Historical barriers still inhibit comparative frameworks to map and challenge two of the most odious forms of discrimination―racism and casteism. Both justify themselves on a principle of biological descent; they enable stigma as if it were a natural fact, refusing to see it as deleterious social exclusion.
Against Stigma carries fifteen essays that build upon the energies generated in scholarship as a result of the landmark 2001 World Conference Against Racism, Racial Discrimination, Xenophobia, and Related Intolerance at Durban, South Africa. The contributors, who represent a multiplicity of disciplines and intellectual orientations, explore comparative aspects of caste and race including conundrums of a globalized discourse and national problematics of racism and casteism. The editors’ Introduction locates this comparative project around descent-based discrimination in a wide context; the editors suggest that globalization itself holds out the promise of more generalized practices of resistance and emancipation by oppressed national minorities.

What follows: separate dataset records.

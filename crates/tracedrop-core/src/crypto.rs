//! Signing material and the credential triple carried with every signed upload.
//!
//! # Nonce binding
//!
//! ```text
//! nonce = base64url_nopad(SHA256(signature_der)[..8])
//! ```
//!
//! The nonce is the object key of the upload, so two uploads can only share
//! an address if they share a signature.

use base64::engine::general_purpose::{STANDARD, URL_SAFE_NO_PAD};
use base64::Engine;
use p256::ecdsa::{Signature, SigningKey};
use p256::pkcs8::{DecodePrivateKey, EncodePublicKey, LineEnding};
use p256::SecretKey;
use rand::RngCore;
use serde::{Deserialize, Serialize};
use sha2::{Digest, Sha256};
use std::fmt;
use thiserror::Error;

/// Number of entropy bytes in an upload nonce.
pub const NONCE_BYTES: usize = 8;

/// Public key, signature and content-derived nonce for one signed payload.
///
/// Immutable once created; it may be embedded in and extracted from package
/// trailers any number of times.
#[derive(Debug, Clone, PartialEq, Eq, Serialize, Deserialize)]
pub struct CryptoData {
    /// SPKI PEM of the signing key.
    pub public_key: String,
    /// DER ECDSA signature, base64url without padding.
    pub signature: String,
    /// First 8 bytes of SHA-256(signature), base64url without padding.
    pub nonce: String,
}

impl CryptoData {
    /// Build the triple from a public key and raw DER signature bytes.
    pub fn from_signature(public_key_pem: impl Into<String>, signature_der: &[u8]) -> Self {
        Self {
            public_key: public_key_pem.into(),
            signature: URL_SAFE_NO_PAD.encode(signature_der),
            nonce: derive_nonce(signature_der),
        }
    }

    /// Public key with PEM header/footer lines and whitespace removed.
    pub fn stripped_public_key(&self) -> String {
        strip_pem_wrapper(&self.public_key)
    }

    /// Decode the signature back to DER bytes.
    pub fn signature_der(&self) -> Result<Vec<u8>, KeyError> {
        URL_SAFE_NO_PAD
            .decode(&self.signature)
            .map_err(|e| KeyError::Malformed(format!("signature is not base64url: {e}")))
    }
}

/// Derive the upload nonce from DER signature bytes.
pub fn derive_nonce(signature_der: &[u8]) -> String {
    let digest = Sha256::digest(signature_der);
    URL_SAFE_NO_PAD.encode(&digest[..NONCE_BYTES])
}

/// Fresh random nonce for unsigned uploads. Not bound to any content.
pub fn random_nonce() -> String {
    let mut bytes = [0u8; NONCE_BYTES];
    rand::thread_rng().fill_bytes(&mut bytes);
    URL_SAFE_NO_PAD.encode(bytes)
}

/// Drop `-----BEGIN/END-----` lines and join the remaining lines trimmed.
pub fn strip_pem_wrapper(pem: &str) -> String {
    pem.lines()
        .filter(|line| !line.starts_with("----"))
        .map(str::trim)
        .collect()
}

#[derive(Debug, Error)]
pub enum KeyError {
    #[error("malformed signing key: {0}")]
    Malformed(String),

    #[error("failed to encode key: {0}")]
    Encode(String),

    #[error("signing failed: {0}")]
    Sign(String),
}

/// Operator's P-256 private key.
///
/// The scalar is zeroized on drop. Signing consumes the key so a single
/// signer invocation owns it exclusively.
pub struct OperatorKey {
    secret: SecretKey,
}

impl fmt::Debug for OperatorKey {
    fn fmt(&self, f: &mut fmt::Formatter<'_>) -> fmt::Result {
        f.debug_struct("OperatorKey").finish_non_exhaustive()
    }
}

impl OperatorKey {
    pub fn generate() -> Self {
        Self {
            secret: SecretKey::random(&mut rand::rngs::OsRng),
        }
    }

    /// Parse base64 SEC1 DER, the form stored in the third field of the
    /// operator's secret key.
    pub fn from_sec1_base64(encoded: &str) -> Result<Self, KeyError> {
        let der = STANDARD
            .decode(encoded.trim())
            .map_err(|e| KeyError::Malformed(format!("not base64: {e}")))?;
        let secret = SecretKey::from_sec1_der(&der)
            .map_err(|e| KeyError::Malformed(format!("not a SEC1 P-256 key: {e}")))?;
        Ok(Self { secret })
    }

    /// Parse an `EC PRIVATE KEY` (SEC1) or `PRIVATE KEY` (PKCS#8) PEM document.
    pub fn from_pem(pem: &str) -> Result<Self, KeyError> {
        if let Ok(secret) = SecretKey::from_sec1_pem(pem) {
            return Ok(Self { secret });
        }
        SecretKey::from_pkcs8_pem(pem)
            .map(|secret| Self { secret })
            .map_err(|e| KeyError::Malformed(format!("not an EC private key PEM: {e}")))
    }

    pub fn to_sec1_base64(&self) -> Result<String, KeyError> {
        let der = self
            .secret
            .to_sec1_der()
            .map_err(|e| KeyError::Encode(e.to_string()))?;
        Ok(STANDARD.encode(der.as_slice()))
    }

    /// Public key as SPKI PEM.
    pub fn public_key_pem(&self) -> Result<String, KeyError> {
        self.secret
            .public_key()
            .to_public_key_pem(LineEnding::LF)
            .map_err(|e| KeyError::Encode(e.to_string()))
    }

    /// Sign a SHA-256 digest, returning DER signature bytes.
    ///
    /// RFC 6979 nonces make this deterministic for a given key and digest.
    pub fn sign_digest(self, digest: &[u8]) -> Result<Vec<u8>, KeyError> {
        use p256::ecdsa::signature::hazmat::PrehashSigner;

        let signing_key = SigningKey::from(&self.secret);
        let signature: Signature = signing_key
            .sign_prehash(digest)
            .map_err(|e| KeyError::Sign(e.to_string()))?;
        Ok(signature.to_der().as_bytes().to_vec())
    }
}
//! Process exit codes. Part of the public contract: scripts branch on them.

use tracedrop_core::packaging::PackagingError;
use tracedrop_core::trace_info::TraceInfoError;
use tracedrop_core::{
    CommandError, ConfigError, ConsentError, SignError, TrailerError, UploadError,
    ValidationError,
};

pub const SUCCESS: i32 = 0;
pub const TRANSFER_FAILED: i32 = 1;
pub const VALIDATION_FATAL: i32 = 2;
pub const CREDENTIALS_REJECTED: i32 = 3;
pub const CORRUPT_PACKAGE: i32 = 4;
pub const SIGN_FAILED: i32 = 5;
pub const CONFIG_ERROR: i32 = 6;
pub const INTERNAL_ERROR: i32 = 7;

/// Pick the exit code for an error chain from the first library error in it.
pub fn for_error(err: &anyhow::Error) -> i32 {
    for cause in err.chain() {
        if let Some(e) = cause.downcast_ref::<ValidationError>() {
            return e.exit_code();
        }
        if let Some(e) = cause.downcast_ref::<UploadError>() {
            return e.exit_code();
        }
        if let Some(e) = cause.downcast_ref::<TrailerError>() {
            return e.exit_code();
        }
        if let Some(e) = cause.downcast_ref::<SignError>() {
            return e.exit_code();
        }
        if let Some(e) = cause.downcast_ref::<ConfigError>() {
            return e.exit_code();
        }
        if let Some(e) = cause.downcast_ref::<ConsentError>() {
            return e.exit_code();
        }
        if let Some(e) = cause.downcast_ref::<PackagingError>() {
            return e.exit_code();
        }
        if let Some(e) = cause.downcast_ref::<TraceInfoError>() {
            return match e {
                TraceInfoError::Incompatible => VALIDATION_FATAL,
                _ => INTERNAL_ERROR,
            };
        }
        if cause.downcast_ref::<CommandError>().is_some() {
            return INTERNAL_ERROR;
        }
    }
    INTERNAL_ERROR
}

A critical bibliography on race and caste is a bonus to students and teachers of Human Rights, Race Relations, Caste Studies and Politics of Socio-economic Exclusion.
At a time when democratic movements are sweeping across the globe, Against Stigma presents a fresh selection of authoritative scholarship and instructive debates centred on race and caste, two of the most potent and divisive concepts in the histories of humanity, sociology and human governance.